Ministre de l’Écologie, du Développement durable, des Transports et du Logement

Nos organisations sont consternées par le contenu de l’arrêté que votre gouvernement vient de prendre et paru dans le journal officiel du 13 juillet 2011 1 concernant les associations et fondations.

Celui-ci fixe les modalités d’application au niveau national de la condition prévue au premier point de l’article R.141-21 du code de l’environnement, concernant les associations agréées et fondations souhaitant participer au débat sur l’environnement dans le cadre de certaines instances consultatives.

Pour pouvoir participer, une association agréée devra désormais compter au moins 2 000 adhérents répartis dans au moins six régions.

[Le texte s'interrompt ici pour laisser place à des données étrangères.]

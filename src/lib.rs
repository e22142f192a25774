//! Bank account service: an account entity with a never-negative balance,
//! a transactional account store, a service layer and an HTTP surface.

pub mod api;
pub mod config;
pub mod import;
pub mod models;
pub mod report;
pub mod service;
pub mod storage;
pub mod types;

Quant aux associations d’utilité publique, elles devraient exercer leur action sur la moitié des régions au moins, et disposer d’un minimum de 5 000 donateurs, pour pouvoir se faire entendre.

De plus, l’Etat s’octroie le droit de vérifier les conditions de financement des associations pour s’assurer « de leur indépendance ».

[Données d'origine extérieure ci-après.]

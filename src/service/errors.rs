use crate::models::AccountError;
use crate::storage::StorageError;
use crate::types::AccountId;
use std::fmt;
use std::fmt::{Display, Formatter};
use thiserror::Error;

/// Which side of an operation an account id was given for.
#[derive(Debug, Clone, Copy, Eq, PartialEq)]
pub enum AccountRole {
    Account,
    Source,
    Destination
}

impl Display for AccountRole {
    fn fmt(&self, formatter: &mut Formatter<'_>) -> fmt::Result {
        let name = match self {
            AccountRole::Account => "Account",
            AccountRole::Source => "Source account",
            AccountRole::Destination => "Destination account"
        };

        formatter.write_str(name)
    }
}

#[derive(Debug, Error)]
pub enum ServiceError {
    #[error("An account with number [{account_number}] already exists")]
    DuplicateAccount {
        account_number: String
    },
    #[error("{role} [{id}] was not found")]
    AccountNotFound {
        id: AccountId,
        role: AccountRole
    },
    #[error(transparent)]
    Account(#[from] AccountError),
    #[error(transparent)]
    Storage(#[from] StorageError)
}

impl ServiceError {
    pub fn duplicate_account(account_number: &str) -> Self {
        Self::DuplicateAccount {
            account_number: account_number.to_string()
        }
    }

    pub fn account_not_found(id: AccountId, role: AccountRole) -> Self {
        Self::AccountNotFound { id, role }
    }
}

Comme le note Mme Corinne Lepage, qui s’insurge dans une tribune parue sur le site internet RUE89 le 19/07/2011 [2] contre le décret et ses arrêtés d’application, « ce texte est liberticide au regard de la liberté d’association ou plus précisément du droit des associations à se faire entendre » .

De fait, de telles mesures excluent nombre d’associations signataires du présent texte et plus particulièrement toutes les associations d’experts qui ont joué le rôle essentiel de lanceur d’alertes environnementales au cours des dernières années comme par exemple le Cniid, Inf’OGM, Générations Futures, la Criirem, le Criigen, le Réseau Environnement Santé, etc. qui n’auront aux termes de ce texte plus le droit de participer aux instances officielles (qu’elles soient consultatives ou décisionnelles).

Dans le même temps, le décret fixe les nouvelles conditions d’agrément qui désormais stipule que ne pourront être agréés que les associations ayant « un nombre suffisant, eu égard au cadre territorial de son activité, de membres, personnes physiques, cotisant soit individuellement, soit par l’intermédiaire d’associations fédérées ».

Cette obligation, qui démontre aussi que les associations qui souhaiteraient un agrément pourraient se retrouver face à des refus arbitraires, pourrait remettre en cause la capacité à agir des associations dont les motivations ne vont pas dans le sens d’intérêts politiques à un moment donné. En effet, sans agrément, la possibilité de porter plainte avec constitution de partie civile reste très réduite. Dans ces conditions, les procès mettant en cause les lobbies deviennent beaucoup plus difficiles.

De la même manière, le fait que les agréments soient conditionnés par un nombre de personnes rendra très difficile la tâche des associations locales, défendant des causes locales et dont l’action territoriale est indispensable au bon fonctionnement de notre démocratie. Les préfets pourront toujours soutenir qu’elles ne remplissent pas les conditions susnommées.

Ainsi le gouvernement s’est-il attaqué avec efficacité, une fois encore, aux modestes contre-pouvoirs que notre pays compte encore, élargissant par là même les moyens d’action d’autres groupes de pressions déjà très puissants.

Au vu de ces éléments, nous vous demandons de bien vouloir procéder à l’abrogation de ces textes [3] qui sont à l’opposé de ce que fut « l’esprit » du Grenelle. Nous ne doutons pas que vous saurez prendre les décisions qui s’imposent afin de garantir la bonne santé, le dynamisme et la pérennité du débat démocratique essentiel sur les sujets environnementaux.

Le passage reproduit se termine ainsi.